Another day, another reminder that this is going to be a long, panicky fall: a Brooklyn teen was hospitalized after exhibiting Ebola-like symptoms late on Friday. The 14-year-old, who had recently returned to the US after a trip to Sudan, had a fever and was complaining about feeling flush. He was taken to Brookdale University Hospital, isolated from other patients and given a barrage of tests, but the News reports that he has been cleared of Ebola.

The teen apparently fell ill while on a two-week trip to Sudan in northern Africa; he was even hospitalized there, according to News sources. A neighbor told them the boy and his family go there every summer. Other sources told the Post the family may have "lied on a sheet all travelers are required to fill out following trips to infected regions."

This is one of several Ebola scares to litter the headlines this week. That included a man who vomited on a flight freaking out fellow passengers; a quarantined Newark flight; a passenger who joked about having Ebola; and a Harlem man who was hospitalized at Bellevue on Wednesday with similarly unfounded Ebola-like symptoms. Also, a Brooklyn health clinic was temporary shutdown on Thursday over a patient showing possible Ebola symptoms.
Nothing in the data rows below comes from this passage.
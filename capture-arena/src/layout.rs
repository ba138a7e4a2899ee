//! Text maze layouts
//!
//! `%` wall, `.` food, `o` capsule, `1`-`4` spawn of agent 0-3, anything
//! else open floor. The first text row is the top of the maze, so north
//! (+y) points up the file.

use std::path::Path;

use anyhow::{bail, ensure, Context, Result};
use capture_core::{AgentIndex, Cell, Team};

const DEFAULT_LAYOUT: &str = include_str!("../layouts/default.lay");
const SMALL_LAYOUT: &str = include_str!("../layouts/small.lay");

/// Names accepted by `Layout::builtin`
pub const BUILTIN_LAYOUTS: &[&str] = &["default", "small"];

/// A parsed maze
#[derive(Clone, Debug, PartialEq)]
pub struct Layout {
    pub width: i32,
    pub height: i32,
    walls: Vec<bool>,
    pub food: Vec<Cell>,
    pub capsules: Vec<Cell>,
    /// Spawn cell per agent index
    pub spawns: Vec<Cell>,
}

impl Layout {
    pub fn parse(text: &str) -> Result<Self> {
        let rows: Vec<&str> = text
            .lines()
            .filter(|row| !row.trim().is_empty())
            .collect();
        ensure!(!rows.is_empty(), "layout is empty");

        let height = rows.len() as i32;
        let width = rows[0].chars().count() as i32;
        ensure!(width % 2 == 0, "layout width {} is odd, halves would be uneven", width);

        let mut walls = vec![false; (width * height) as usize];
        let mut food = Vec::new();
        let mut capsules = Vec::new();
        let mut spawns: Vec<Option<Cell>> = vec![None; 4];

        for (row, line) in rows.iter().enumerate() {
            ensure!(
                line.chars().count() as i32 == width,
                "layout row {} has width {}, expected {}",
                row,
                line.chars().count(),
                width
            );
            let y = height - 1 - row as i32;
            for (x, ch) in line.chars().enumerate() {
                let cell = Cell::new(x as i32, y);
                match ch {
                    '%' => walls[(y * width + x as i32) as usize] = true,
                    '.' => food.push(cell),
                    'o' => capsules.push(cell),
                    '1'..='4' => {
                        let agent = ch as usize - '1' as usize;
                        if spawns[agent].replace(cell).is_some() {
                            bail!("spawn {} appears twice", ch);
                        }
                    }
                    _ => {}
                }
            }
        }

        let count = spawns.iter().take_while(|spawn| spawn.is_some()).count();
        ensure!(count >= 2, "layout needs at least spawns 1 and 2");
        ensure!(
            spawns[count..].iter().all(Option::is_none),
            "spawn numbers must be consecutive from 1"
        );
        let spawns: Vec<Cell> = spawns.into_iter().flatten().collect();

        let layout = Self {
            width,
            height,
            walls,
            food,
            capsules,
            spawns,
        };
        for (agent, &spawn) in layout.spawns.iter().enumerate() {
            ensure!(
                layout.home_team(spawn) == team_of(agent),
                "spawn {} lies on the wrong half",
                agent + 1
            );
        }
        Ok(layout)
    }

    /// One of the layouts shipped with the crate
    pub fn builtin(name: &str) -> Result<Self> {
        match name {
            "default" => Self::parse(DEFAULT_LAYOUT),
            "small" => Self::parse(SMALL_LAYOUT),
            other => bail!("unknown layout `{}` (known: {})", other, BUILTIN_LAYOUTS.join(", ")),
        }
    }

    pub fn load(path: &Path) -> Result<Self> {
        let text = std::fs::read_to_string(path)
            .with_context(|| format!("failed to read layout {}", path.display()))?;
        Self::parse(&text).with_context(|| format!("invalid layout {}", path.display()))
    }

    /// Builtin name or path on disk
    pub fn resolve(name_or_path: &str) -> Result<Self> {
        if BUILTIN_LAYOUTS.contains(&name_or_path) {
            Self::builtin(name_or_path)
        } else {
            Self::load(Path::new(name_or_path))
        }
    }

    pub fn in_bounds(&self, cell: Cell) -> bool {
        cell.x >= 0 && cell.y >= 0 && cell.x < self.width && cell.y < self.height
    }

    /// Out-of-bounds cells count as walls
    pub fn is_wall(&self, cell: Cell) -> bool {
        !self.in_bounds(cell) || self.walls[(cell.y * self.width + cell.x) as usize]
    }

    /// Team whose half contains the cell; red holds the left half
    pub fn home_team(&self, cell: Cell) -> Team {
        if cell.x < self.width / 2 {
            Team::Red
        } else {
            Team::Blue
        }
    }

    pub fn agent_count(&self) -> usize {
        self.spawns.len()
    }

    /// Every non-wall cell, row-major from the bottom
    pub fn open_cells(&self) -> Vec<Cell> {
        (0..self.height)
            .flat_map(|y| (0..self.width).map(move |x| Cell::new(x, y)))
            .filter(|&cell| !self.is_wall(cell))
            .collect()
    }
}

/// Even agent indices play red, odd play blue
pub fn team_of(agent: AgentIndex) -> Team {
    if agent % 2 == 0 {
        Team::Red
    } else {
        Team::Blue
    }
}

#[cfg(test)]
mod tests {
    use super::*;

    #[test]
    fn test_parse_small() {
        let layout = Layout::builtin("small").unwrap();
        assert_eq!((layout.width, layout.height), (10, 5));
        assert_eq!(layout.agent_count(), 4);
        assert_eq!(layout.spawns[0], Cell::new(1, 1));
        assert_eq!(layout.spawns[1], Cell::new(8, 3));
        assert_eq!(layout.spawns[2], Cell::new(1, 3));
        assert_eq!(layout.spawns[3], Cell::new(8, 1));
        assert_eq!(layout.capsules.len(), 2);
        assert!(layout.is_wall(Cell::new(0, 0)));
        assert!(layout.is_wall(Cell::new(2, 2)));
        assert!(layout.is_wall(Cell::new(-1, 2)));
        assert!(!layout.is_wall(Cell::new(3, 2)));
    }

    #[test]
    fn test_halves_are_even() {
        let layout = Layout::builtin("default").unwrap();
        let red = layout.food.iter().filter(|&&c| layout.home_team(c) == Team::Red).count();
        let blue = layout.food.len() - red;
        assert_eq!(red, blue);
        assert!(red > 2);
    }

    #[test]
    fn test_rejects_bad_layouts() {
        assert!(Layout::parse("").is_err());
        assert!(Layout::parse("%%%%\n%1.%\n%%%").is_err());
        assert!(Layout::parse("%%%%\n%12%\n%%%%").is_ok());
        assert!(Layout::parse("%%%%\n%21%\n%%%%").is_err());
        assert!(Layout::parse("%%%%%%\n%1..2%\n%%%%%%").is_ok());
        assert!(Layout::parse("%%%%%%\n%1.12%\n%%%%%%").is_err());
    }

    #[test]
    fn test_unknown_builtin() {
        let err = Layout::builtin("huge").unwrap_err();
        assert!(err.to_string().contains("unknown layout"));
    }
}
Starting today, JFK will begin an additional layer of Ebola-specific screening at JFK International (as well as at international airports in Newark, Washington Dulles, Chicago and Atlanta). Officials note that those airports receive more than 90 percent of passengers from Liberia, Sierra Leone or Guinea, the places worst-affected by the outbreak. Experts tell CNN this is probably more to calm the public than anything else: "I think they offer some margin of, I don't know, peace of mind for the public," said Laurie Garrett, a senior fellow for global health at the Council on Foreign Relations and author of The Coming Plague. "So I see this more as something to calm the nerves of the American people, the British people, the French people and so on, rather than actual screening," she said.

While NYC officials have gone out of their way this week to assuage fears about Ebola and their preparedness, it doesn't seem everyone got the memo. A cop source told the News that the NYPD hadn’t been given instructions on how to handle Ebola patients. "No one calls 911 and says, 'Can I get help, I think I have Ebola,'" the source said. "Usually they say they have the flu or they’re sick. So we show up and they sneeze on us and we bring the disease home to our families. The next thing you have is an epidemic."